Monday, Apr. 24, 1950
Paralysis in Shanghai
For three months the U.S. State Department had tried vainly to evacuate some 1,600 foreigners (including 300 U.S. nationals) from Communist-held Shanghai. Last month the Reds had given a green light for the evacuation, then arbitrarily switched signals at the last minute, leaving the evacuees and their baggage waiting at the Shanghai docks. Last week in Washington, U.S. Secretary of State Dean Acheson decided to call it quits: all plans for a sea rescue from Shanghai were off. He would, he said, ask the Communists to let the Americans travel overland to Tientsin or Hong Kong and try to get private shipping facilities from there.
That same day, in Hong Kong, 83 Shanghailanders (including four U.S. citizens) walked down the gangplank of a Danish freighter and onto British soil. The travelers had gone by rail from Shanghai 700 miles north to Tientsin and thence 900 miles south to Hong Kong by ship. Their report on Communist Shanghai described a slowly dying city.
Parades & Taxes. Said a Briton: "A gradual paralysis is setting in, a paralysis of commerce and spirit." There are few automobiles on the streets. Shanghai's factories are limping along at less than half their capacity production. Many shops stay open only by cutting prices below cost and unloading inventories to pay taxes and buy Communist victory bonds.

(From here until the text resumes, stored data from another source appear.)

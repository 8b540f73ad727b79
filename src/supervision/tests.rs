use super::*;
use async_trait::async_trait;
use std::sync::atomic::{AtomicU32, Ordering};
use std::sync::Arc;
use std::time::Duration;

struct Worker {
    name: String,
    lifecycle: AgentLifecycle,
    stops: Arc<AtomicU32>,
}

impl Worker {
    fn new(name: &str, stops: Arc<AtomicU32>) -> Arc<Self> {
        let lifecycle = AgentLifecycle::new();
        lifecycle.ready.fire();
        Arc::new(Self {
            name: name.to_string(),
            lifecycle,
            stops,
        })
    }
}

#[async_trait]
impl Agent for Worker {
    fn name(&self) -> &str {
        &self.name
    }

    fn ready(&self) -> &Signal {
        &self.lifecycle.ready
    }

    fn completed(&self) -> &Signal {
        &self.lifecycle.completed
    }

    fn stopping(&self) -> &Signal {
        &self.lifecycle.stopping
    }

    fn stopped(&self) -> &Signal {
        &self.lifecycle.stopped
    }

    async fn stop(&self, _reason: &str) {
        self.lifecycle.stopping.fire();
        tokio::time::sleep(Duration::from_millis(100)).await;
        self.stops.fetch_add(1, Ordering::SeqCst);
        self.lifecycle.finish();
    }
}

#[tokio::test]
async fn test_signal_wait_after_fire_returns() {
    let signal = Signal::new();
    assert!(!signal.is_fired());

    signal.fire();
    signal.fire();

    signal.wait().await;
    assert!(signal.clone().is_fired());
}

#[tokio::test]
async fn test_signal_wakes_waiters() {
    let signal = Signal::new();
    let waiters: Vec<_> = (0..3)
        .map(|_| {
            let signal = signal.clone();
            tokio::spawn(async move { signal.wait().await })
        })
        .collect();

    tokio::task::yield_now().await;
    signal.fire();

    for waiter in waiters {
        tokio::time::timeout(Duration::from_secs(1), waiter)
            .await
            .unwrap()
            .unwrap();
    }
}

#[tokio::test(start_paused = true)]
async fn test_supervisor_stops_children_in_parallel() {
    let stops = Arc::new(AtomicU32::new(0));
    let supervisor = Supervisor::new("root");
    supervisor.add(Worker::new("a", stops.clone()));
    supervisor.add(Worker::new("b", stops.clone()));
    assert_eq!(supervisor.child_count(), 2);

    let started = tokio::time::Instant::now();
    supervisor.stop("shutdown").await;

    assert_eq!(stops.load(Ordering::SeqCst), 2);
    assert!(started.elapsed() < Duration::from_millis(200));
    assert!(supervisor.completed().is_fired());
    assert_eq!(supervisor.child_count(), 0);
}

#[tokio::test(start_paused = true)]
async fn test_completed_child_is_removed() {
    let stops = Arc::new(AtomicU32::new(0));
    let supervisor = Supervisor::new("root");
    let child = Worker::new("a", stops.clone());
    supervisor.add(child.clone());
    supervisor.add(Worker::new("b", stops.clone()));

    child.stop("done").await;
    tokio::time::sleep(Duration::from_millis(10)).await;

    assert_eq!(supervisor.child_count(), 1);
}
//! One-shot latch observable by any number of tasks.

use std::sync::Arc;

use tokio::sync::watch;

/// A latch that starts unset and, once fired, stays fired.
///
/// Clones share the latch. Waiting on an already fired signal returns
/// immediately.
#[derive(Debug, Clone)]
pub struct Signal {
    sender: Arc<watch::Sender<bool>>,
}

impl Signal {
    pub fn new() -> Self {
        let (sender, _) = watch::channel(false);
        Self {
            sender: Arc::new(sender),
        }
    }

    /// Set the latch. Idempotent.
    pub fn fire(&self) {
        self.sender.send_replace(true);
    }

    pub fn is_fired(&self) -> bool {
        *self.sender.borrow()
    }

    /// Resolve once the latch is set.
    pub async fn wait(&self) {
        let mut receiver = self.sender.subscribe();
        // The sender lives as long as `self`, so the channel cannot close here.
        let _ = receiver.wait_for(|fired| *fired).await;
    }
}

impl Default for Signal {
    fn default() -> Self {
        Self::new()
    }
}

The early enthusiasm which sent daily parades of workers and students caterwauling through Shanghai's streets has worn thin. There are few parades now. A Chinese student who had greeted the Communists eagerly now tells his foreign friends: "I am going to school to learn to be an engineer. But we are learning very little. All we do is attend meetings."
The biggest sufferers from Communist policies in Shanghai are petty merchants and owners of small factories. Last month this class was hit by triple taxes (land, income and inventory), along with a higher quota in the "voluntary" bond drive.
The Russians Arrive. As the Westerners leave, the Russians are moving in. Shanghai's new Russian residents all wear civilian dress, are seen on the streets only occasionally. A few Russian trucks, patterned after U.S. Army six-by-sixes, have appeared, carrying boxes of ammunition with Russian labels. Shanghai's Chinese, long contemptuous of the city's White Russian colony, are no more favorably impressed by the Soviet citizens. "Before the war it was the British," said one Shanghai Chinese, "then the Japanese. Then came the Americans, and now it's the Russians." After a Communist-sponsored celebration of Stalin's birthday, another Chinese asked: "We didn't ever celebrate Truman's birthday, did we? Why all this?"
Nevertheless, some of the travelers who stepped ashore in Hong Kong last week were optimistic, after a fashion, of Communism's future in China. One Briton put it this way:
"As soon as the Communists get over their current troubles, you will see material progress, more than China has ever made before. I think it's clear the Communists have the power to do anything they please with China. But to a Westerner, and to my Westernized Chinese friends, it will be at the cost of almost everything that makes life worth living."